The Homestead Act of 1862, signed into law by President Abraham Lincoln, gave adventurous and brave settlers the chance to own land west of the Mississippi River—up to 160 acres each. All they had to do was live on the land and improve it. After five years, the homesteader could file for his or her patent, or deed of title.
Robbie Hathaway, the hero in my next release, ROBBIE, took advantage of that Act to acquire land in northwest Nebraska, not too far from King’s Ford, where he was raised. The adopted son of Reverend James and Esther Hathaway (JAMES, Book 13, Bachelors and Babies Series), Robbie has always wanted to know who he came from—and why they didn’t want him.
A chance meeting in a saloon in North Platte, Nebraska, sends him to Wyoming, where he finally finds answers—and his future.

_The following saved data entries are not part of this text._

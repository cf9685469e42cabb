//! Filename helpers for the `name-WxH.ext` output convention.
//!
//! Resized outputs carry their size as a suffix right before the extension:
//! - `empire.png` + `300x300` → `empire-300x300.png`
//! - `empire-1501x2001.png` → `empire.png` (suffix removed)
//! - `banner` + `640x480` → `banner-640x480` (no extension: appended)
//!
//! Everything here is hand-parsed; no regex engine is involved.

/// File extensions accepted by [`check_filename_schema`].
pub const SCHEMA_EXTENSIONS: &[&str] = &["avif", "gif", "jpeg", "jpg", "png", "svg", "tiff", "webp"];

fn split_extension(filename: &str) -> (&str, &str) {
    match filename.rfind('.') {
        Some(pos) => filename.split_at(pos),
        None => (filename, ""),
    }
}

/// Insert `-WxH` before the last extension (or at the end when there is none).
pub fn add_size_suffix(filename: &str, size: (u32, u32)) -> String {
    let (stem, ext) = split_extension(filename);
    format!("{stem}-{}x{}{ext}", size.0, size.1)
}

/// Length of a trailing `-<digits>x<digits>` on `stem`, if present.
fn size_suffix_len(stem: &str) -> Option<usize> {
    let bytes = stem.as_bytes();
    let height_digits = bytes.iter().rev().take_while(|b| b.is_ascii_digit()).count();
    if height_digits == 0 {
        return None;
    }
    let rest = &bytes[..bytes.len() - height_digits];
    let rest = rest.strip_suffix(b"x")?;
    let width_digits = rest.iter().rev().take_while(|b| b.is_ascii_digit()).count();
    if width_digits == 0 {
        return None;
    }
    let rest = &rest[..rest.len() - width_digits];
    rest.strip_suffix(b"-")?;
    Some(height_digits + 1 + width_digits + 1)
}

/// Remove a `-WxH` suffix sitting directly before the last extension.
///
/// Names without such a suffix are returned unchanged, so
/// `remove_size_suffix(&add_size_suffix(f, s)) == f` for any suffix-free `f`.
pub fn remove_size_suffix(filename: &str) -> String {
    let (stem, ext) = split_extension(filename);
    match size_suffix_len(stem) {
        Some(len) => format!("{}{ext}", &stem[..stem.len() - len]),
        None => filename.to_string(),
    }
}

/// Whether `filename` contains `-WxH` followed by an extension.
pub fn has_size_suffix(filename: &str, size: (u32, u32)) -> bool {
    filename.contains(&format!("-{}x{}.", size.0, size.1))
}

/// Whether `filename` follows `<name>-<W>x<H>.<image extension>`.
///
/// `<name>` may contain ASCII letters, digits, `_`, `,`, `-` and whitespace.
pub fn check_filename_schema(filename: &str) -> bool {
    let Some((stem, ext)) = filename.rsplit_once('.') else {
        return false;
    };
    if !SCHEMA_EXTENSIONS.contains(&ext) {
        return false;
    }
    let Some(len) = size_suffix_len(stem) else {
        return false;
    };
    let name = &stem[..stem.len() - len];
    !name.is_empty()
        && name
            .chars()
            .all(|c| c.is_ascii_alphanumeric() || c == '_' || c == ',' || c == '-' || c.is_whitespace())
}

/// Lowercased text after the last dot, if the name has one.
pub fn extension_of(filename: &str) -> Option<String> {
    filename
        .rsplit_once('.')
        .map(|(_, ext)| ext.to_ascii_lowercase())
}

/// Parse `"800x600"` into `(800, 600)`.
pub fn parse_size(text: &str) -> Option<(u32, u32)> {
    let (w, h) = text.trim().split_once(['x', 'X'])?;
    Some((w.trim().parse().ok()?, h.trim().parse().ok()?))
}

fn strip_html_tags(text: &str) -> String {
    let mut out = String::with_capacity(text.len());
    let mut rest = text;
    while let Some(open) = rest.find('<') {
        out.push_str(&rest[..open]);
        let after = &rest[open + 1..];
        match after.find('>') {
            Some(close) if close > 0 => rest = &after[close + 1..],
            _ => {
                out.push('<');
                rest = after;
            }
        }
    }
    out.push_str(rest);
    out
}

fn transliterate_umlauts(text: &str) -> String {
    let mut out = String::with_capacity(text.len());
    for c in text.chars() {
        match c {
            'ä' => out.push_str("ae"),
            'ö' => out.push_str("oe"),
            'ü' => out.push_str("ue"),
            'Ä' => out.push_str("Ae"),
            'Ö' => out.push_str("Oe"),
            'Ü' => out.push_str("Ue"),
            'ß' => out.push_str("ss"),
            other => out.push(other),
        }
    }
    out
}

/// Collapse runs of chars matching `is_sep` into a single `-`.
fn collapse_runs(text: &str, is_sep: impl Fn(char) -> bool) -> String {
    let mut out = String::with_capacity(text.len());
    let mut in_run = false;
    for c in text.chars() {
        if is_sep(c) {
            if !in_run {
                out.push('-');
            }
            in_run = true;
        } else {
            out.push(c);
            in_run = false;
        }
    }
    out
}

/// Turn free text (a title, a caption) into a slug usable as a filename.
///
/// HTML tags are dropped, German umlauts transliterated, `&` becomes `und`,
/// and separators collapse to single dashes:
/// `"<b>Bücher</b> & Schränke_2024"` → `"buecher-und-schraenke-2024"`.
pub fn unique_text(text: &str) -> String {
    let text = transliterate_umlauts(&strip_html_tags(text));
    let text = collapse_runs(&text, |c| c.is_whitespace() || c == '-' || c == '_').to_lowercase();
    let text: String = text
        .replace('&', "und")
        .chars()
        .filter(|c| c.is_ascii_lowercase() || c.is_ascii_digit() || matches!(c, '-' | '_' | '.'))
        .collect();
    collapse_runs(&text, |c| c == '-' || c == '_')
}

ROBBIE – Coming October 1, 2021
Left on a pastor’s front porch as an infant, Robbie’s arrival made them a family. Though raised in love, the man he’s become needs to know who he came from… And why didn’t they want him anymore? Then a chance meeting sends him to a remote ranch in Wyoming where he finds more than just his past.
Exiled for believing the promises of a man and left to piece together a new life for herself and her child, Anna will face challenges she never anticipated. When she falls for the stranger whose arrival brings that carefully built life crashing down, can she trust that this time she chose well?
A fatherless child knows exactly who should be her new papa, but can she help her mama believe it, too? A new future awaits them all, if only the three can become a family.
EXCERPT from ROBBIE
North Platte, Nebraska, 1901
His very first Harvest drive with his own herd was finally over—and never had a September been so long. Robbie Hathaway slapped at the dust on his hat and clothes before stepping into the bank, ducking his head a little to avoid cracking his skull on the frame. He’d done all right for only moving fifty head of R-Cross-H cattle to market. Combining his herd with Douglas Randall’s meant the man had an extra cowhand for the drive, while Robbie had help with his own cattle, a chuckwagon to keep him fed, and the safety that comes in numbers.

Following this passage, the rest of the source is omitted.